* _Task statement_
Line count for "settings": state how many lines of the data below include it, and output nothing more.

* _Raw data_
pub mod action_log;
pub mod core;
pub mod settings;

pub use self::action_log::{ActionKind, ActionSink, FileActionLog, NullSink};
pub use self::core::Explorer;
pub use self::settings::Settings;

* _Answer for this exercise_
2